**Description of the task:** Using the data beneath this instruction, retype only the lines from the one that contains "let token = connecting.clone();" down to the one that contains "let created = tokio::select!", both included, exactly as they appear.

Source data
——

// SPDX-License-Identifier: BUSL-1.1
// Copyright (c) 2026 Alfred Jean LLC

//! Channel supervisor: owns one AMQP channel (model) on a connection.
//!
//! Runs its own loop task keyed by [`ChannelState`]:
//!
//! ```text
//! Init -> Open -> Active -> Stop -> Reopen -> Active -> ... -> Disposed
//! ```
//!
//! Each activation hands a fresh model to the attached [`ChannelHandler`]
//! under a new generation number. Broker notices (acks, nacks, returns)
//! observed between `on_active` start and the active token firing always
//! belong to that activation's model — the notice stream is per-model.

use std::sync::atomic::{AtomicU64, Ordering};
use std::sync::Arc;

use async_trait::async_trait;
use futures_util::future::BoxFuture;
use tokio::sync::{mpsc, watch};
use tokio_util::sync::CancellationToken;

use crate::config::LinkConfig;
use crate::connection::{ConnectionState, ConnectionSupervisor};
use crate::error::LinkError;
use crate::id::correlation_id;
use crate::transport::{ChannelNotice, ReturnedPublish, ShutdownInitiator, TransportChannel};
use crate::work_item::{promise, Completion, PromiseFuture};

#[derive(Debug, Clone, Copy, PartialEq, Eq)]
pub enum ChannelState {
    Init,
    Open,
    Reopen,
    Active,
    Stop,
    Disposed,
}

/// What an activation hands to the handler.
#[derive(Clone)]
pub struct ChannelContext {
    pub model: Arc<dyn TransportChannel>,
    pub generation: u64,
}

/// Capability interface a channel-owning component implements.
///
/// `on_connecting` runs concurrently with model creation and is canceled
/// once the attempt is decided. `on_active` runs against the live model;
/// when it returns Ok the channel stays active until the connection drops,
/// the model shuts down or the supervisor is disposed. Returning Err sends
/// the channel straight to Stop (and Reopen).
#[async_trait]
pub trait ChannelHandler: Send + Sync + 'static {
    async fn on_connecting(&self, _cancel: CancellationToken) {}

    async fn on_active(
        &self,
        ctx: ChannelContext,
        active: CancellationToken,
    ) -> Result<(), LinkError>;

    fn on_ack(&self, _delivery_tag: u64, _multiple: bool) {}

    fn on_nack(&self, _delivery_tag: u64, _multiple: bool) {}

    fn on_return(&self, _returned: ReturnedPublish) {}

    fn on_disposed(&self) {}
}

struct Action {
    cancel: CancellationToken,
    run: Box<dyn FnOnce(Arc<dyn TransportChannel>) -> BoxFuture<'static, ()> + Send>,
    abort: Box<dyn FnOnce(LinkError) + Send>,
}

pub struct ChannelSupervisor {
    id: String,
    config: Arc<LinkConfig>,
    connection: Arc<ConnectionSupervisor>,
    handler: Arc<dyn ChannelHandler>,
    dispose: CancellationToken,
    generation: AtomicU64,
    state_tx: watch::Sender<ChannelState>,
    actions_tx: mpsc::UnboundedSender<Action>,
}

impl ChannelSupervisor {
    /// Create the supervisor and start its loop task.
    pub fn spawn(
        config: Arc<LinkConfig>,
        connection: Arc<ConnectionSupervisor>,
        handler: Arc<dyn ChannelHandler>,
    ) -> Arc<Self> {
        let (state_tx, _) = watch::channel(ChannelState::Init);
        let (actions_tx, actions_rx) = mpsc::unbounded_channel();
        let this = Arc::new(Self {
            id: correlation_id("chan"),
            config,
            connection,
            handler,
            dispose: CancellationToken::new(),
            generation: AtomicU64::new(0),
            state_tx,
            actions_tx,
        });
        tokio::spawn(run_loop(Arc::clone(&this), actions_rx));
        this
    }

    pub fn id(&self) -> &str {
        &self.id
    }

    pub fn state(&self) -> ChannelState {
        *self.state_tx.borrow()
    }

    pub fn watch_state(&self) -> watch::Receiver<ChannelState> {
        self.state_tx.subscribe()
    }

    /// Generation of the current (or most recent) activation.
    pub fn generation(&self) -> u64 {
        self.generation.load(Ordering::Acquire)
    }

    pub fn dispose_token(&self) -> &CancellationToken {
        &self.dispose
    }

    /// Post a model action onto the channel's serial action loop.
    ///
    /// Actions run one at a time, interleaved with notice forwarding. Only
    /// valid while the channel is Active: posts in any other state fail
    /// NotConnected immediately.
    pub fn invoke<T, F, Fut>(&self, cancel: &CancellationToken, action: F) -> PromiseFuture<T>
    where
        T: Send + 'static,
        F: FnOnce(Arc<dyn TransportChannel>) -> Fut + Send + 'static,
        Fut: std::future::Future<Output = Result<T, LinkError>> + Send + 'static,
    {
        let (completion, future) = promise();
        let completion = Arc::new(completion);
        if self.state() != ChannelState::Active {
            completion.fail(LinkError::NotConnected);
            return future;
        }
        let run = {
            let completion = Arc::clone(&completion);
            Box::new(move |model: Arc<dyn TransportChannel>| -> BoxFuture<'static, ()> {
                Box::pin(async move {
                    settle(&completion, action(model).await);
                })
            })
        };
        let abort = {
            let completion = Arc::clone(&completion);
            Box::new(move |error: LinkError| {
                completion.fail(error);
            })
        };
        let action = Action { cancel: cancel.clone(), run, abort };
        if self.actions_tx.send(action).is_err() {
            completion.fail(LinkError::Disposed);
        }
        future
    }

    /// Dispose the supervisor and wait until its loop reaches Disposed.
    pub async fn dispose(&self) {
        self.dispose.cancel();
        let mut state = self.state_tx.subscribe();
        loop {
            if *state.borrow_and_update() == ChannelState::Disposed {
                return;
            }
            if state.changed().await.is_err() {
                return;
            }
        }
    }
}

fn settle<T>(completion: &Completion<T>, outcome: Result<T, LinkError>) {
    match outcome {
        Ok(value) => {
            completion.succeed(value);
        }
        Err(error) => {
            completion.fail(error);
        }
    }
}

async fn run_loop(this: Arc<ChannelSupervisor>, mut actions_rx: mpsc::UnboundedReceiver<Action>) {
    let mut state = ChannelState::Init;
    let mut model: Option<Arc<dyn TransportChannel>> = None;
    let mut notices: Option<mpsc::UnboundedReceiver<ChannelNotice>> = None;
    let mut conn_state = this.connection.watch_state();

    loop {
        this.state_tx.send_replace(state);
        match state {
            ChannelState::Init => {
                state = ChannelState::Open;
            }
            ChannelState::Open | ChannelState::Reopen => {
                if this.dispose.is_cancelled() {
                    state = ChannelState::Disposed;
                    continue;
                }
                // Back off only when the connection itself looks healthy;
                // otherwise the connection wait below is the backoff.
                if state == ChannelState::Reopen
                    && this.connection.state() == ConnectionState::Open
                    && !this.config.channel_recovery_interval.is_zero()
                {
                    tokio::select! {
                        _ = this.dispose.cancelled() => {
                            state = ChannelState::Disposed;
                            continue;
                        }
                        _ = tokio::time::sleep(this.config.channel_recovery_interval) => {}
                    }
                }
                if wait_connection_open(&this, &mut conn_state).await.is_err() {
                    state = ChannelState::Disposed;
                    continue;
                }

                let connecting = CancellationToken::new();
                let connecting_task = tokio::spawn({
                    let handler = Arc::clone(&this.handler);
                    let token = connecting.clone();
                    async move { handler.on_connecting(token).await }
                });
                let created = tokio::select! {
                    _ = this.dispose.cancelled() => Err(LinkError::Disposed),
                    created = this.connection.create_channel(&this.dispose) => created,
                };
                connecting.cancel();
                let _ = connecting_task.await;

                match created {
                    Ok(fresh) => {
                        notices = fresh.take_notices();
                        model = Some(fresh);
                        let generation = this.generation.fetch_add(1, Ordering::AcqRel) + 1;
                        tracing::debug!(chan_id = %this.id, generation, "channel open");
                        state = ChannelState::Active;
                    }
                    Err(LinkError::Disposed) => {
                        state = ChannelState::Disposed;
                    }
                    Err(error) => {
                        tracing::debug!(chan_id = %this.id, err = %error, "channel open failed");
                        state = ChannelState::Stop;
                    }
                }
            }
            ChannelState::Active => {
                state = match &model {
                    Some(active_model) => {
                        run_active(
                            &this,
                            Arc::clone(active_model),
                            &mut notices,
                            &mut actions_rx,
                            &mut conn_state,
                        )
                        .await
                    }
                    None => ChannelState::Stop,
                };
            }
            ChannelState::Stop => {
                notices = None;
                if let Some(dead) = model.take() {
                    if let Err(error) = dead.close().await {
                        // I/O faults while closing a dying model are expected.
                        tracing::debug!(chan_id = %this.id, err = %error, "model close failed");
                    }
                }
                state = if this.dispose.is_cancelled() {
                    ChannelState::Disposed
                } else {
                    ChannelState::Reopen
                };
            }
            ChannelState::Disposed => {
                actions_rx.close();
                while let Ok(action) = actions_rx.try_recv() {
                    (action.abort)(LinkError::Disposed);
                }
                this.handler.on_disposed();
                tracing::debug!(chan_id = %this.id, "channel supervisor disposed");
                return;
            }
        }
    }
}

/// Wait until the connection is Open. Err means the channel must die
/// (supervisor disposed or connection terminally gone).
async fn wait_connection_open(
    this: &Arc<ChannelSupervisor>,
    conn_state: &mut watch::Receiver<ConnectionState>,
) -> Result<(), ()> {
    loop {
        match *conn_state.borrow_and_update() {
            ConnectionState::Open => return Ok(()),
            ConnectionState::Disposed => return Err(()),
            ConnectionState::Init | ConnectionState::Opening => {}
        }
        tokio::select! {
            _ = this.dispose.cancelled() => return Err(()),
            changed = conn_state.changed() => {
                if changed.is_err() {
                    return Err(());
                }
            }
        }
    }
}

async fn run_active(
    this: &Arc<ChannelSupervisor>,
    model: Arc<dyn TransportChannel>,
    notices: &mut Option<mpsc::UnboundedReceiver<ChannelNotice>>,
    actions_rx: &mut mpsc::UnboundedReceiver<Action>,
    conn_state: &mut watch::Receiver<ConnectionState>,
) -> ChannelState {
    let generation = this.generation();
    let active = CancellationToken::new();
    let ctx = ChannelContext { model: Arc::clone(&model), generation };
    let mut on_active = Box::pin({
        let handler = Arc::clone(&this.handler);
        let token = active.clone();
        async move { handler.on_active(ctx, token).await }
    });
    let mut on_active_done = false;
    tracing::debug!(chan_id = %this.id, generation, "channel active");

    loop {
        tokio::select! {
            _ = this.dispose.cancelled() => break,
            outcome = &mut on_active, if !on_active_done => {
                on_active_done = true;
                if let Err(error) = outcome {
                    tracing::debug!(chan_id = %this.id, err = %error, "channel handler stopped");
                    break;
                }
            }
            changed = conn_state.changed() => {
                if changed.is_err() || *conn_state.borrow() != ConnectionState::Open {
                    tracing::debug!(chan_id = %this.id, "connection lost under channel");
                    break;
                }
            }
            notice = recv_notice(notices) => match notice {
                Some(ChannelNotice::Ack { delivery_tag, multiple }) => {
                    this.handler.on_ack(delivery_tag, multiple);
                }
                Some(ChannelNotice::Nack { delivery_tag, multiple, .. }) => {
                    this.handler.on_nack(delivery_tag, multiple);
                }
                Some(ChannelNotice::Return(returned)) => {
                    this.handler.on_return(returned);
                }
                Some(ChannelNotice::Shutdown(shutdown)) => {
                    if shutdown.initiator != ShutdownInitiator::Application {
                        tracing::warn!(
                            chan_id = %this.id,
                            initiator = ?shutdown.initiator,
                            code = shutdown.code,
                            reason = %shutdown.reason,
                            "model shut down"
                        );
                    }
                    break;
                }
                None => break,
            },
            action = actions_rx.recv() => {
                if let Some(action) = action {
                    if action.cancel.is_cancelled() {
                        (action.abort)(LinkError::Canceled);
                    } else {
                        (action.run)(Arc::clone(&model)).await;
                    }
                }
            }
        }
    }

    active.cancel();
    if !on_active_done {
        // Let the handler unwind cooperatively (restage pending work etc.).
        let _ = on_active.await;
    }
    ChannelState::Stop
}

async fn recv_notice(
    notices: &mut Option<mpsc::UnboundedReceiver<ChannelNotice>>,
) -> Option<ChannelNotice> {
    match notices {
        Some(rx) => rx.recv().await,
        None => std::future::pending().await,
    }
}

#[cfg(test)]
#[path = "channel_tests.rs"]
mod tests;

——

**Answer to this problem:**
                    let token = connecting.clone();
                    async move { handler.on_connecting(token).await }
                });
                let created = tokio::select! {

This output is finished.